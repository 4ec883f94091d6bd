//! Support for the `json-proc` binary: loading documents, running query
//! lines and running query scripts.
//!
//! Kept in the library so the same behavior can be driven from tests or
//! embedded in other tools.

mod check;
mod script;

pub use check::{
    LoadOptions, QueryOptions, ShowOptions, execute_queries, execute_show, load_document,
};
pub use script::{
    EMPTY_MARKER, Script, ScriptLine, ScriptOutcome, ScriptReport, parse_script, run_script_file,
};

use std::io;

/// Errors that can occur during CLI operations
#[derive(Debug)]
pub enum CliError {
    /// Parser error
    Parse(crate::ParseError),
    /// Input rejected by strict validation
    Json(serde_json::Error),
    /// IO error
    Io(io::Error),
    /// Path given to `show` did not resolve
    Path(crate::PathError),
    /// No input provided
    NoInput,
    /// Script does not name a JSON file on its first line
    MissingJsonTarget,
    /// Script ran but some lines did not match
    ScriptFailed { failed: usize, total: usize },
}

impl std::fmt::Display for CliError {
    fn fmt(&self, f: &mut std::fmt::Formatter<'_>) -> std::fmt::Result {
        match self {
            CliError::Parse(e) => write!(f, "Parse error: {}", e),
            CliError::Json(e) => write!(f, "Invalid JSON: {}", e),
            CliError::Io(e) => write!(f, "IO error: {}", e),
            CliError::Path(e) => write!(f, "Path error: {}", e),
            CliError::NoInput => write!(f, "No input provided. Use --input or pipe JSON to stdin."),
            CliError::MissingJsonTarget => {
                write!(f, "Script must name a .json file on its first line")
            }
            CliError::ScriptFailed { failed, total } => {
                write!(f, "{} of {} script line(s) failed", failed, total)
            }
        }
    }
}

impl std::error::Error for CliError {
    fn source(&self) -> Option<&(dyn std::error::Error + 'static)> {
        match self {
            CliError::Parse(e) => Some(e),
            CliError::Json(e) => Some(e),
            CliError::Io(e) => Some(e),
            CliError::Path(e) => Some(e),
            _ => None,
        }
    }
}

impl From<crate::ParseError> for CliError {
    fn from(e: crate::ParseError) -> Self {
        CliError::Parse(e)
    }
}

impl From<crate::PathError> for CliError {
    fn from(e: crate::PathError) -> Self {
        CliError::Path(e)
    }
}

impl From<serde_json::Error> for CliError {
    fn from(e: serde_json::Error) -> Self {
        CliError::Json(e)
    }
}

impl From<io::Error> for CliError {
    fn from(e: io::Error) -> Self {
        CliError::Io(e)
    }
}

## EXERCISE DETAILS
Copy exactly the lines that run from the one with "pub enum CliError" to the last line of the material, including both.

## REPLY TO THE EXERCISE
pub enum CliError {
    /// Parser error
    Parse(crate::ParseError),
    /// Input rejected by strict validation
    Json(serde_json::Error),
    /// IO error
    Io(io::Error),
    /// Path given to `show` did not resolve
    Path(crate::PathError),
    /// No input provided
    NoInput,
    /// Script does not name a JSON file on its first line
    MissingJsonTarget,
    /// Script ran but some lines did not match
    ScriptFailed { failed: usize, total: usize },
}

impl std::fmt::Display for CliError {
    fn fmt(&self, f: &mut std::fmt::Formatter<'_>) -> std::fmt::Result {
        match self {
            CliError::Parse(e) => write!(f, "Parse error: {}", e),
            CliError::Json(e) => write!(f, "Invalid JSON: {}", e),
            CliError::Io(e) => write!(f, "IO error: {}", e),
            CliError::Path(e) => write!(f, "Path error: {}", e),
            CliError::NoInput => write!(f, "No input provided. Use --input or pipe JSON to stdin."),
            CliError::MissingJsonTarget => {
                write!(f, "Script must name a .json file on its first line")
            }
            CliError::ScriptFailed { failed, total } => {
                write!(f, "{} of {} script line(s) failed", failed, total)
            }
        }
    }
}

impl std::error::Error for CliError {
    fn source(&self) -> Option<&(dyn std::error::Error + 'static)> {
        match self {
            CliError::Parse(e) => Some(e),
            CliError::Json(e) => Some(e),
            CliError::Io(e) => Some(e),
            CliError::Path(e) => Some(e),
            _ => None,
        }
    }
}

impl From<crate::ParseError> for CliError {
    fn from(e: crate::ParseError) -> Self {
        CliError::Parse(e)
    }
}

impl From<crate::PathError> for CliError {
    fn from(e: crate::PathError) -> Self {
        CliError::Path(e)
    }
}

impl From<serde_json::Error> for CliError {
    fn from(e: serde_json::Error) -> Self {
        CliError::Json(e)
    }
}

impl From<io::Error> for CliError {
    fn from(e: io::Error) -> Self {
        CliError::Io(e)
    }
}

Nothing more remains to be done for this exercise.